Study identifies key fibrotic cells driving hypertrophic scars

Hypertrophic scars (HS) are abnormal outcomes of wound healing, marked by excessive extracellular matrix (ECM) deposition and impaired scar remodeling. Fibroblasts are known to be central drivers of scar formation, but they are highly heterogeneous, meaning that different fibroblast subtypes may play different roles in collagen production, inflammation, vascular remodeling, and scar persistence. Current therapies remain limited partly because the key scar-driving cell states and upstream regulatory mechanisms are still not fully defined. Single-cell RNA sequencing (scRNA-seq) has opened a new window into scar biology, but identifying actionable regulators remains challenging. Based on these challenges, in-depth research is needed into fibroblast heterogeneity and transcriptional regulation in hypertrophic scar formation.

The study was conducted by researchers from the Plastic Surgery Hospital, Chinese Academy of Medical Sciences and Peking Union Medical College, Beijing, China, and published (DOI: 10.1093/burnst/tkag027) in Burns & Trauma in 2026. The work used scRNA-seq, public dataset validation, transcription factor prediction, and functional experiments to explore how fibroblast plasticity contributes to hypertrophic scar pathogenesis.

The researchers first analyzed freshly excised hypertrophic scar and normal skin (NS) tissues, generating a single-cell atlas of 43,303 dermal cells. This atlas revealed broad disease-related changes in cell composition, including expanded pericytes and reduced total fibroblast abundance. However, one fibroblast subcluster, Fib_5, showed the opposite pattern: it increased markedly in hypertrophic scars and displayed a strong fibrotic phenotype. This subcluster was marked by ADAM12+, COMP+, and POSTN^hi expression and showed increased expression of fibrosis-related genes, including COL1A1, COL1A2, COL3A1, and FN1.

To test whether this finding was reproducible, the team integrated public scRNA-seq datasets comprising 21 additional samples. A Fib_5-like subcluster was again enriched in hypertrophic scars, suggesting that this fibrotic cell state is conserved. Pseudotime analysis placed Fib_5 within an HS-dominant cell-state trajectory, while transcription factor (TF) prediction identified Yin Yang 1 (YY1) as the only candidate TF that was both predicted from branch-specific differentially expressed genes (DEGs) and differentially expressed in the key scar-associated state.

Functional validation strengthened the finding. YY1 expression was reduced in hypertrophic scar fibroblasts. When YY1 was overexpressed in scar-derived fibroblasts, fibrosis-associated proteins, including COL1, COL3, FN1, AKT, and phosphorylated AKT (p-AKT), were reduced. Bulk RNA sequencing, western blotting, immunofluorescence, and Cleavage Under Targets and Tagmentation (CUT&Tag) assays further showed that YY1 restoration could shift fibroblasts away from a fibrotic program. Cell-cell communication analysis also revealed reprogrammed fibroblast-pericyte signaling, suggesting that Fib_5 and pericytes may cooperate in sustaining the fibrotic scar microenvironment.

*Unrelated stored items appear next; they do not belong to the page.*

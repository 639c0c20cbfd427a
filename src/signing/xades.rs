use std::time::Duration;

use async_trait::async_trait;
use serde::{Deserialize, Serialize};
use tracing::{debug, warn};

use super::{SignedDocument, Signer, SigningError};

/// Timeout for a signing request.
pub const SIGN_TIMEOUT_SECS: u64 = 15;
/// Timeout for a health probe.
pub const HEALTH_TIMEOUT_SECS: u64 = 5;

/// Request body of `POST /sign-xades`.
#[derive(Serialize)]
#[serde(rename_all = "camelCase")]
struct SignRequest<'a> {
    xml: &'a str,
    key_alias: &'a str,
}

/// Response body of `POST /sign-xades`: either `signedXml` or `error`.
#[derive(Debug, Deserialize)]
#[serde(rename_all = "camelCase")]
struct SignResponse {
    signed_xml: Option<String>,
    error: Option<String>,
}

/// Result of `GET /health`.
#[derive(Debug, Clone, PartialEq, Eq)]
pub enum SignerHealth {
    Healthy,
    /// Reachable but answered with a non-success status.
    Unhealthy { status: u16 },
    /// Not reachable at all.
    Unreachable { reason: String },
}

impl SignerHealth {
    pub fn is_healthy(&self) -> bool {
        matches!(self, Self::Healthy)
    }
}

/// HTTP client for the XAdES signing service.
#[derive(Debug, Clone)]
pub struct XadesSigner {
    client: reqwest::Client,
    base_url: String,
    key_alias: String,
}

impl XadesSigner {
    /// # Errors
    ///
    /// `SigningError::Unavailable` if the HTTP client cannot be built.
    pub fn new(base_url: impl Into<String>, key_alias: impl Into<String>) -> Result<Self, SigningError> {
        let client = reqwest::Client::builder()
            .timeout(Duration::from_secs(SIGN_TIMEOUT_SECS))
            .build()
            .map_err(|e| SigningError::Unavailable(e.to_string()))?;
        Ok(Self {
            client,
            base_url: base_url.into().trim_end_matches('/').to_string(),
            key_alias: key_alias.into(),
        })
    }

    pub fn base_url(&self) -> &str {
        &self.base_url
    }

    fn sign_url(&self) -> String {
        format!("{}/sign-xades", self.base_url)
    }

    /// Probe `GET /health`.
    pub async fn health(&self) -> SignerHealth {
        let url = format!("{}/health", self.base_url);
        let result = self
            .client
            .get(&url)
            .timeout(Duration::from_secs(HEALTH_TIMEOUT_SECS))
            .send()
            .await;
        match result {
            Ok(resp) if resp.status().is_success() => SignerHealth::Healthy,
            Ok(resp) => SignerHealth::Unhealthy {
                status: resp.status().as_u16(),
            },
            Err(e) => SignerHealth::Unreachable {
                reason: e.to_string(),
            },
        }
    }

    fn transport_error(&self, e: reqwest::Error) -> SigningError {
        if e.is_timeout() {
            SigningError::Timeout(SIGN_TIMEOUT_SECS)
        } else if e.is_connect() {
            SigningError::Unavailable(format!(
                "connection refused by {}; is the signer running?",
                self.base_url
            ))
        } else {
            SigningError::Unavailable(e.to_string())
        }
    }
}

#[async_trait]
impl Signer for XadesSigner {
    fn is_enabled(&self) -> bool {
        !self.base_url.is_empty()
    }

    async fn sign(&self, xml: &str) -> Result<SignedDocument, SigningError> {
        if !self.is_enabled() {
            return Err(SigningError::Disabled);
        }

        let req = SignRequest {
            xml,
            key_alias: &self.key_alias,
        };
        debug!(bytes = xml.len(), url = %self.sign_url(), "sending document to signer");

        let resp = self
            .client
            .post(self.sign_url())
            .json(&req)
            .send()
            .await
            .map_err(|e| self.transport_error(e))?;

        let status = resp.status();
        let body = resp.text().await.map_err(|e| self.transport_error(e))?;

        parse_sign_response(status.as_u16(), &body).inspect_err(|e| {
            warn!(status = status.as_u16(), error = %e, "signer did not return a signed document");
        })
    }
}

/// Interpret a signer response body.
fn parse_sign_response(status: u16, body: &str) -> Result<SignedDocument, SigningError> {
    let parsed: Result<SignResponse, _> = serde_json::from_str(body);

    if !(200..300).contains(&status) {
        let detail = parsed
            .ok()
            .and_then(|r| r.error)
            .unwrap_or_else(|| body.chars().take(200).collect());
        return Err(SigningError::Rejected(format!("HTTP {status}: {detail}")));
    }

    let resp = parsed.map_err(|e| SigningError::InvalidResponse(e.to_string()))?;
    if let Some(error) = resp.error {
        return Err(SigningError::Rejected(error));
    }
    match resp.signed_xml {
        Some(xml) if !xml.trim().is_empty() => Ok(SignedDocument::new(xml)),
        _ => Err(SigningError::InvalidResponse(
            "response carries neither signedXml nor error".into(),
        )),
    }
}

The authors said the study reframes hypertrophic scars as a disease shaped not only by excessive matrix deposition, but also by a specific fibrotic fibroblast state and its regulatory circuitry. They said Fib_5 appears to act as a central scar-associated fibroblast population, while YY1 functions as a key molecular brake on fibrotic activation. By connecting single-cell mapping with experimental validation, they said the work provides a more precise view of which cells and signals may need to be targeted to interrupt pathological scarring.

These findings may help guide future scar therapies toward more precise, cell-state-specific strategies. YY1 is not yet a clinical treatment target, but the Fib_5-YY1 axis offers a promising direction for mechanistic studies and preclinical testing. The identification of a conserved Fib_5-like population may also support future biomarker development for scar severity, treatment response, or disease progression. In addition, the observed fibroblast-pericyte communication highlights the importance of the scar microenvironment, especially vascular-associated cells, in maintaining fibrosis. Further in vivo studies will be needed to determine whether modulating YY1-related pathways can safely reduce hypertrophic scar formation.